**Task description:**
Write down each entry precisely as given.

**Material provided:**
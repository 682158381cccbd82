use super::*;

/// Tests recording the first payment attempt for a booking.
///
/// Expected: Ok(Payment) in PENDING with the fee breakdown
#[tokio::test]
async fn inserts_payment() -> Result<(), AppError> {
    let test = TestBuilder::new().with_booking_tables().build().await.unwrap();
    let db = test.db.as_ref().unwrap();

    let (_, booking) = booked_shop(db).await?;
    let fees = FeeBreakdown::compute(2500, 500);

    let payment = PaymentRepository::new(db)
        .upsert_pending(UpsertPaymentParam {
            booking_id: booking.id,
            fees,
            currency: "usd".to_string(),
            processor_payment_id: "pi_first".to_string(),
        })
        .await?;

    assert_eq!(payment.booking_id, booking.id);
    assert_eq!(payment.status, PaymentStatus::Pending);
    assert_eq!(payment.fees, fees);
    assert_eq!(payment.processor_payment_id.as_deref(), Some("pi_first"));

    Ok(())
}

/// Tests that a retried payment refreshes the existing row.
///
/// A failed attempt is replaced by a new pending attempt with a new processor id.
///
/// Expected: same payment id, PENDING, new processor id
#[tokio::test]
async fn refreshes_existing_payment() -> Result<(), AppError> {
    let test = TestBuilder::new().with_booking_tables().build().await.unwrap();
    let db = test.db.as_ref().unwrap();

    let (_, booking) = booked_shop(db).await?;
    let failed = factory::payment::PaymentFactory::new(db, booking.id)
        .status("FAILED")
        .build()
        .await?;

    let repo = PaymentRepository::new(db);
    let payment = repo
        .upsert_pending(UpsertPaymentParam {
            booking_id: booking.id,
            fees: FeeBreakdown::compute(3000, 500),
            currency: "usd".to_string(),
            processor_payment_id: "pi_retry".to_string(),
        })
        .await?;

    assert_eq!(payment.id, failed.id);
    assert_eq!(payment.status, PaymentStatus::Pending);
    assert_eq!(payment.fees.amount_cents, 3000);
    assert!(repo.find_by_processor_id("pi_retry").await?.is_some());
    assert!(repo
        .find_by_processor_id(failed.processor_payment_id.as_deref().unwrap())
        .await?
        .is_none());

    Ok(())
}
/// Creates a business owned by the caller.
#[utoipa::path(
    post,
    path = "/api/business/businesses",
    tag = BUSINESS_TAG,
    request_body = CreateBusinessDto,
    responses(
        (status = 201, description = "Successfully created business", body = BusinessDto),
        (status = 400, description = "Invalid business data", body = ErrorDto),
        (status = 401, description = "User not authenticated", body = ErrorDto),
        (status = 403, description = "User is not a business owner", body = ErrorDto),
        (status = 500, description = "Internal server error", body = ErrorDto)
    ),
)]
pub async fn create_business(
    State(state): State<AppState>,
    session: Session,
    AppJson(payload): AppJson<CreateBusinessDto>,
) -> Result<impl IntoResponse, AppError> {
    let user = AuthGuard::new(&state.db, &session).require(&[]).await?;

    let business = BusinessService::new(&state.db)
        .create(CreateBusinessParam::from_dto(user.id, payload))
        .await?;

    Ok((StatusCode::CREATED, Json(business.into_dto())))
}

#[utoipa::path(
    get,
    path = "/api/business/businesses/{id}",
    tag = BUSINESS_TAG,
    params(
        ("id" = i32, Path, description = "Business ID")
    ),
    responses(
        (status = 200, description = "Successfully retrieved business", body = BusinessDto),
        (status = 401, description = "User not authenticated", body = ErrorDto),
        (status = 403, description = "User does not manage this business", body = ErrorDto),
        (status = 404, description = "Business not found", body = ErrorDto),
        (status = 500, description = "Internal server error", body = ErrorDto)
    ),
)]
pub async fn get_business(
    State(state): State<AppState>,
    session: Session,
    Path(id): Path<i32>,
) -> Result<impl IntoResponse, AppError> {
    let _ = AuthGuard::new(&state.db, &session)
        .require(&[Permission::ManageBusiness(id)])
        .await?;

    let business = BusinessService::new(&state.db).get(id).await?;

    Ok((StatusCode::OK, Json(business.into_dto())))
}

**Response area:**
repository 682158381cccbd82
use super::*;

/// Tests recording the first payment attempt for a booking.
///
/// Expected: Ok(Payment) in PENDING with the fee breakdown
#[tokio::test]
async fn inserts_payment() -> Result<(), AppError> {
    let test = TestBuilder::new().with_booking_tables().build().await.unwrap();
    let db = test.db.as_ref().unwrap();

    let (_, booking) = booked_shop(db).await?;
    let fees = FeeBreakdown::compute(2500, 500);

    let payment = PaymentRepository::new(db)
        .upsert_pending(UpsertPaymentParam {
            booking_id: booking.id,
            fees,
            currency: "usd".to_string(),
            processor_payment_id: "pi_first".to_string(),
        })
        .await?;

    assert_eq!(payment.booking_id, booking.id);
    assert_eq!(payment.status, PaymentStatus::Pending);
    assert_eq!(payment.fees, fees);
    assert_eq!(payment.processor_payment_id.as_deref(), Some("pi_first"));

    Ok(())
}

/// Tests that a retried payment refreshes the existing row.
///
/// A failed attempt is replaced by a new pending attempt with a new processor id.
///
/// Expected: same payment id, PENDING, new processor id
#[tokio::test]
async fn refreshes_existing_payment() -> Result<(), AppError> {
    let test = TestBuilder::new().with_booking_tables().build().await.unwrap();
    let db = test.db.as_ref().unwrap();

    let (_, booking) = booked_shop(db).await?;
    let failed = factory::payment::PaymentFactory::new(db, booking.id)
        .status("FAILED")
        .build()
        .await?;

    let repo = PaymentRepository::new(db);
    let payment = repo
        .upsert_pending(UpsertPaymentParam {
            booking_id: booking.id,
            fees: FeeBreakdown::compute(3000, 500),
            currency: "usd".to_string(),
            processor_payment_id: "pi_retry".to_string(),
        })
        .await?;

    assert_eq!(payment.id, failed.id);
    assert_eq!(payment.status, PaymentStatus::Pending);
    assert_eq!(payment.fees.amount_cents, 3000);
    assert!(repo.find_by_processor_id("pi_retry").await?.is_some());
    assert!(repo
        .find_by_processor_id(failed.processor_payment_id.as_deref().unwrap())
        .await?
        .is_none());

    Ok(())
}
/// Creates a business owned by the caller.
#[utoipa::path(
    post,
    path = "/api/business/businesses",
    tag = BUSINESS_TAG,
    request_body = CreateBusinessDto,
    responses(
        (status = 201, description = "Successfully created business", body = BusinessDto),
        (status = 400, description = "Invalid business data", body = ErrorDto),
        (status = 401, description = "User not authenticated", body = ErrorDto),
        (status = 403, description = "User is not a business owner", body = ErrorDto),
        (status = 500, description = "Internal server error", body = ErrorDto)
    ),
)]
pub async fn create_business(
    State(state): State<AppState>,
    session: Session,
    AppJson(payload): AppJson<CreateBusinessDto>,
) -> Result<impl IntoResponse, AppError> {
    let user = AuthGuard::new(&state.db, &session).require(&[]).await?;

    let business = BusinessService::new(&state.db)
        .create(CreateBusinessParam::from_dto(user.id, payload))
        .await?;

    Ok((StatusCode::CREATED, Json(business.into_dto())))
}

#[utoipa::path(
    get,
    path = "/api/business/businesses/{id}",
    tag = BUSINESS_TAG,
    params(
        ("id" = i32, Path, description = "Business ID")
    ),
    responses(
        (status = 200, description = "Successfully retrieved business", body = BusinessDto),
        (status = 401, description = "User not authenticated", body = ErrorDto),
        (status = 403, description = "User does not manage this business", body = ErrorDto),
        (status = 404, description = "Business not found", body = ErrorDto),
        (status = 500, description = "Internal server error", body = ErrorDto)
    ),
)]
pub async fn get_business(
    State(state): State<AppState>,
    session: Session,
    Path(id): Path<i32>,
) -> Result<impl IntoResponse, AppError> {
    let _ = AuthGuard::new(&state.db, &session)
        .require(&[Permission::ManageBusiness(id)])
        .await?;

    let business = BusinessService::new(&state.db).get(id).await?;

    Ok((StatusCode::OK, Json(business.into_dto())))
}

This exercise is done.